Сказав это, я, глянув на учителя, попытался сказать в свое оправдание, но окрик Блина остановил меня.

– Молчать! – с холодным призрением, как приговор, крикнул Блин. – Я выбью из тебя эту казачью вольницу. В карцер его! – кричал он из-за спины АБ голосом ломающейся сухой ветки.– Тебе предстоит субботняя порка. А потом все решит директор. У нас, сколько служу, не было случая, чтобы тряпки бросали в лицо учителю гимназии. Это не проступок, а преступление.

– Ну, так подойди ко мне поближе этот герой, а я одним глазом плохо вижу тебя, -спокойно сказал учитель.

– Это не герой – это просто казак, – вырвалось из класса.

– Уж я-то знаю – вашего брата, казачков. Но здесь тебе не позволят махать шашкой. Судьба твоя будет не утешительной, – не унимался надзиратель.

– Это гнусная ваша ложь, – полетело из класса ему в ответ. – Дауров не виноват… Он защищался… он не умышленно, – теперь уже открыто в лицо Блину сказал Денис.

– Молчать! – Твоя защита не украшает твоего батюшку, Денис.

Класс видно понял, что шутка не удалась, и все принимает серьезный оборот. Раздались шумные голоса в мою защиту.

– Вы несправедливы, – сухо, но твердо, сказал Денис прямо в лицо Блинова так, что тот даже оторопел, отпрянув назад.

– Позвольте отвести его к директору? – все еще не унимался надзиратель, уже обращаясь к учителю своим скрипучим, как несмазанная дверь, голосом.

– Не мешайте мне, наконец, начать вести урок, – сказала спокойно Анна Борисовна, наша АБ, и решительно закрыла дверь перед носом Блинова.

С «подбитым глазом» – она бумагой закрыла свободное от стекла очко – она выглядела по меньшей мере Кутузовым на поле боя, сложив руки под тяжелой грудью. В классе ее вид вызвал легкий смех. Однако дверь открылась – и вновь показалось лицо Блинова.
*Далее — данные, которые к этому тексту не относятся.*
//! Route orchestration: parse, discover, choose, materialize, validate.
//!
//! The router is explicitly constructed with its collaborators (no global
//! singleton) and checks the interrupt token at every stage boundary; the
//! validation pipeline re-checks between stages and binds subprocess
//! lifetimes to the same token. Interruption aborts with no partial decision.

use crate::composer::{self, CompositionPlan};
use crate::config::PulsusConfig;
use crate::discovery::{self, ToolSpec};
use crate::error::RouteError;
use crate::generator::{self, OllamaBridge};
use crate::intent::{IntentParser, ParsedIntent};
use crate::interrupt::InterruptToken;
use crate::policy::{self, Policy};
use crate::registry::Registry;
use crate::telemetry::TelemetryLogger;
use crate::validation::{ValidationOutcome, Validator};
use serde::{Deserialize, Serialize};
use serde_json::json;
use std::path::PathBuf;
use std::sync::Arc;
use tracing::info;
use uuid::Uuid;

/// Caller-facing knobs for one routing call.
#[derive(Debug, Clone, Copy, Default)]
pub struct RouteOptions {
    /// Suppress anything that would wait on the user.
    pub non_interactive: bool,
    /// Append the candidate breakdown to the decision reason.
    pub explain: bool,
}

/// Final, auditable outcome of one routing call. Immutable.
#[derive(Debug, Clone, Serialize, Deserialize)]
pub struct RouteDecision {
    pub route_id: String,
    pub policy: Policy,
    /// Truncated to at most one entry for the record; the full step list
    /// lives in `plan`.
    pub selected: Vec<ToolSpec>,
    pub plan: Option<CompositionPlan>,
    pub reason: String,
    pub module_path: PathBuf,
    pub intent: ParsedIntent,
    /// Per-stage validation reports, attached directly for auditability.
    pub validation: ValidationOutcome,
}

/// Orchestrates one user request through the full pipeline.
pub struct Router {
    config: PulsusConfig,
    registry: Arc<Registry>,
    parser: IntentParser,
    bridge: OllamaBridge,
    telemetry: TelemetryLogger,
    validator: Validator,
}

impl Router {
    pub fn new(config: PulsusConfig, registry: Arc<Registry>) -> Self {
        let bridge = OllamaBridge::new(&config.model);
        let telemetry = TelemetryLogger::new(config.log_dir.clone());
        let validator = Validator::new(
            config.validation.clone(),
            config.sandbox,
            config.log_dir.clone(),
        );
        Self {
            config,
            registry,
            parser: IntentParser,
            bridge,
            telemetry,
            validator,
        }
    }

    /// Route one user utterance to a decision. Every stage boundary checks
    /// the interrupt token; `Err(Interrupted)` means no decision was made and
    /// the caller should treat the attempt as void.
    pub async fn route(
        &self,
        user_text: &str,
        opts: RouteOptions,
        token: &InterruptToken,
    ) -> Result<RouteDecision, RouteError> {
        let route_id = Uuid::new_v4().to_string();
        info!(target: "pulsus::router", route_id = %route_id, non_interactive = opts.non_interactive, "routing request");

        token.check()?;
        let intent = self.parser.parse(&self.registry, user_text);
        self.telemetry.log_event(
            &route_id,
            "parse",
            json!({
                "domain": intent.domain,
                "action": intent.action,
                "confidence": intent.confidence,
            }),
        );

        token.check()?;
        // Discovery needs both halves of the classification; without them the
        // selector sees an empty list and falls through to generation.
        let candidates = if intent.domain.is_some() && intent.action.is_some() {
            discovery::discover(
                &self.registry,
                &intent,
                &self.config.ranker,
                self.config.tools_root.as_deref(),
            )
        } else {
            Vec::new()
        };
        self.telemetry.log_event(
            &route_id,
            "discover",
            json!({
                "candidates": candidates.len(),
                "best_score": candidates.first().map(|c| c.score),
            }),
        );

        token.check()?;
        let (policy, mut reason) =
            policy::choose_policy(&intent, &candidates, self.config.ranker.threshold);
        if opts.explain {
            let breakdown: Vec<String> = candidates
                .iter()
                .map(|c| format!("{} ({:.2})", c.identifier, c.score))
                .collect();
            reason = format!("{reason}; candidates: [{}]", breakdown.join(", "));
        }
        self.telemetry.log_event(
            &route_id,
            "policy",
            json!({"policy": policy.as_str(), "reason": reason}),
        );

        token.check()?;
        let tmp_root = self.config.tmp_root();
        let ext = &self.config.validation.module_ext;
        let (module_path, plan) = match (policy, candidates.first()) {
            (Policy::Compose, _) => {
                let plan = composer::plan_composition(&intent, &candidates);
                let path = composer::render_tmp_module(&plan, &tmp_root, &route_id, ext)?;
                (path, Some(plan))
            }
            // The winning candidate's own module, no copying.
            (Policy::Select, Some(best)) => (PathBuf::from(&best.identifier), None),
            // Generate, or the (unreachable by the decision table) candidate-less
            // select: synthesis is the universal fallback.
            _ => {
                let path =
                    generator::generate_tmp_module(&self.bridge, &intent, &tmp_root, &route_id, ext)
                        .await?;
                (path, None)
            }
        };
        self.telemetry.log_event(
            &route_id,
            "materialize",
            json!({"policy": policy.as_str(), "module": module_path.display().to_string()}),
        );

        token.check()?;
        let validation = self.validator.validate(&module_path, token).await?;
        self.telemetry.log_event(
            &route_id,
            "validate",
            json!({
                "ok": validation.ok(),
                "stages": validation
                    .reports
                    .iter()
                    .map(|r| json!({"stage": r.stage.as_str(), "passed": r.passed, "summary": r.summary}))
                    .collect::<Vec<_>>(),
            }),
        );

        let decision = RouteDecision {
            route_id: route_id.clone(),
            policy,
            selected: candidates.into_iter().take(1).collect(),
            plan,
            reason,
            module_path,
            intent,
            validation,
        };
        self.telemetry.log_event(
            &route_id,
            "decision",
            json!({"policy": decision.policy.as_str(), "validation_ok": decision.validation.ok()}),
        );
        info!(
            target: "pulsus::router",
            route_id = %route_id,
            policy = decision.policy.as_str(),
            validation_ok = decision.validation.ok(),
            "routing complete"
        );
        Ok(decision)
    }
}
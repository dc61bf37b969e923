//! Pulsus configuration loaded from file and environment.
//!
//! Precedence: defaults < TOML file (`PULSUS_CONFIG` path, else
//! `config/pulsus.toml`) < `PULSUS`-prefixed environment variables with `__`
//! as the section separator (e.g. `PULSUS_MODEL__HOST`).

use serde::{Deserialize, Serialize};
use std::path::{Path, PathBuf};

/// Top-level configuration for the routing pipeline.
#[derive(Debug, Clone, Serialize, Deserialize)]
#[serde(default)]
pub struct PulsusConfig {
    /// Root directory holding declarative workflow definition files.
    pub workflows_root: PathBuf,
    /// Root directory for external tool modules. When unset, catalog tools
    /// without an explicit path resolve to `tool://<name>` virtual URIs.
    #[serde(skip_serializing_if = "Option::is_none")]
    pub tools_root: Option<PathBuf>,
    /// Base directory for telemetry and validation logs.
    pub log_dir: PathBuf,
    /// Subdirectory of `workflows_root` for materialized temporary modules.
    pub tmp_dirname: String,
    /// Declared retention window for logs, in days. Not enforced by this core.
    pub retention_days: u32,
    /// Declared cache toggle. Not consulted by this core.
    pub cache_enabled: bool,
    pub model: ModelConfig,
    pub ranker: RankerConfig,
    pub sandbox: SandboxConfig,
    pub validation: ValidationConfig,
}

impl Default for PulsusConfig {
    fn default() -> Self {
        Self {
            workflows_root: PathBuf::from("workflows"),
            tools_root: None,
            log_dir: PathBuf::from("logs"),
            tmp_dirname: "tmp_modules".to_string(),
            retention_days: 14,
            cache_enabled: true,
            model: ModelConfig::default(),
            ranker: RankerConfig::default(),
            sandbox: SandboxConfig::default(),
            validation: ValidationConfig::default(),
        }
    }
}

/// Local LLM endpoint settings (Ollama-style `/api/generate`).
#[derive(Debug, Clone, Serialize, Deserialize)]
#[serde(default)]
pub struct ModelConfig {
    pub host: String,
    pub name: String,
    pub temperature: f32,
    pub max_tokens: u32,
    pub timeout_secs: u64,
}

impl Default for ModelConfig {
    fn default() -> Self {
        Self {
            host: "http://127.0.0.1:11434".to_string(),
            name: "llama3.1".to_string(),
            temperature: 0.2,
            max_tokens: 512,
            timeout_secs: 30,
        }
    }
}

/// Candidate-ranking threshold and signal weights.
///
/// The weights are expected to sum to 1.0 by configuration contract; the
/// scorer clamps its output to [0,1] but does not re-normalize.
#[derive(Debug, Clone, Copy, Serialize, Deserialize)]
#[serde(default)]
pub struct RankerConfig {
    /// Confidence threshold used by the policy selector.
    pub threshold: f64,
    pub name_weight: f64,
    pub doc_weight: f64,
    /// Reserved for a future usage-history signal; currently contributes 0.
    pub history_weight: f64,
}

impl Default for RankerConfig {
    fn default() -> Self {
        Self {
            threshold: 0.6,
            name_weight: 0.4,
            doc_weight: 0.4,
            history_weight: 0.2,
        }
    }
}

/// Resource budget for the dry-run stage. Best-effort, not a hardened jail.
#[derive(Debug, Clone, Copy, Serialize, Deserialize)]
#[serde(default)]
pub struct SandboxConfig {
    pub max_seconds: u64,
    pub max_memory_mb: u64,
    pub allow_network: bool,
}

impl Default for SandboxConfig {
    fn default() -> Self {
        Self {
            max_seconds: 10,
            max_memory_mb: 512,
            allow_network: false,
        }
    }
}

/// External commands used by the validation pipeline. Lint and type-check
/// binaries are optional tooling (absence is a skip); the interpreter is not.
#[derive(Debug, Clone, Serialize, Deserialize)]
#[serde(default)]
pub struct ValidationConfig {
    pub lint_cmd: String,
    pub typecheck_cmd: String,
    pub interpreter: String,
    /// File extension for materialized temporary modules.
    pub module_ext: String,
    /// Wall-clock ceiling for lint/type-check invocations, in seconds.
    pub tool_timeout_secs: u64,
}

impl Default for ValidationConfig {
    fn default() -> Self {
        Self {
            lint_cmd: "ruff".to_string(),
            typecheck_cmd: "mypy".to_string(),
            interpreter: "python3".to_string(),
            module_ext: "py".to_string(),
            tool_timeout_secs: 30,
        }
    }
}

impl PulsusConfig {
    /// Load config from file and environment.
    /// Precedence: env `PULSUS_CONFIG` path > `config/pulsus.toml` > defaults.
    pub fn load() -> Result<Self, config::ConfigError> {
        let config_path =
            std::env::var("PULSUS_CONFIG").unwrap_or_else(|_| "config/pulsus.toml".to_string());
        Self::load_from_path(Path::new(&config_path))
    }

    /// Load config layering an optional TOML file, then `PULSUS__*` env vars.
    pub fn load_from_path(path: &Path) -> Result<Self, config::ConfigError> {
        let builder = config::Config::builder();
        let builder = if path.exists() {
            builder.add_source(config::File::from(path))
        } else {
            builder
        };
        let built = builder
            .add_source(config::Environment::with_prefix("PULSUS").separator("__"))
            .build()?;
        // Empty sources deserialize to the serde defaults above.
        built.try_deserialize()
    }

    /// Write the current configuration as pretty TOML, creating parent
    /// directories as needed. Used to seed a config file on first run.
    pub fn save_to_path(&self, path: &Path) -> Result<(), std::io::Error> {
        let content = toml::to_string_pretty(self)
            .map_err(|e| std::io::Error::new(std::io::ErrorKind::InvalidData, e))?;
        if let Some(parent) = path.parent() {
            std::fs::create_dir_all(parent)?;
        }
        std::fs::write(path, content)
    }

    /// Directory where temporary modules are materialized.
    pub fn tmp_root(&self) -> PathBuf {
        self.workflows_root.join(&self.tmp_dirname)
    }
}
– А! Входите… входите, Иван Сафьянович, – спокойно, как ни в чем не бывало, проговорила АБ.– Вы одного до сих пор не усвоили, что здесь не ваша бывшая тюрьма, а гимназия. И прядок здесь должен держаться не на окрике и на порке по субботам, ибо этим вы попираете достоинства этих молодых людей. Я давно вам хотела про это сказать, да все случая не было. А сейчас, я думаю, вы как раз за этим и зашли. Не правда ли?

Она одним большим глазом грозно глянула на него.

– У нас уроки, да будет вам известно, знаний, а не наказаний, господин надзиратель. Учтите, что наказание – не добавляет знания. А директору скажите, что заминка в уроке произошла по моей вине, пока я вам читала мораль.

Пристыженный, Блинов тихо удалился. Помнится, еще долго будут судачить в гимназии, как учитель русского языка отчитала грозного надзирателя. Вот ему – и по делом! Как потом говорили, что первый блин в стычке Блинова с учителем вышел комом. Хотя, сказывали, за его любовь к доносительству боялся сам директор.

– Да, Денис, место твое, как козла отпущения только вон в том углу у двери, – начиная урок, сказала АБ.

Класс враз поскучнел: где это видано, чтобы сынка прокурора и в угол.

– Мадам! Вы поступаете опрометчиво, – выглянув из-за двери, пискнул Блин.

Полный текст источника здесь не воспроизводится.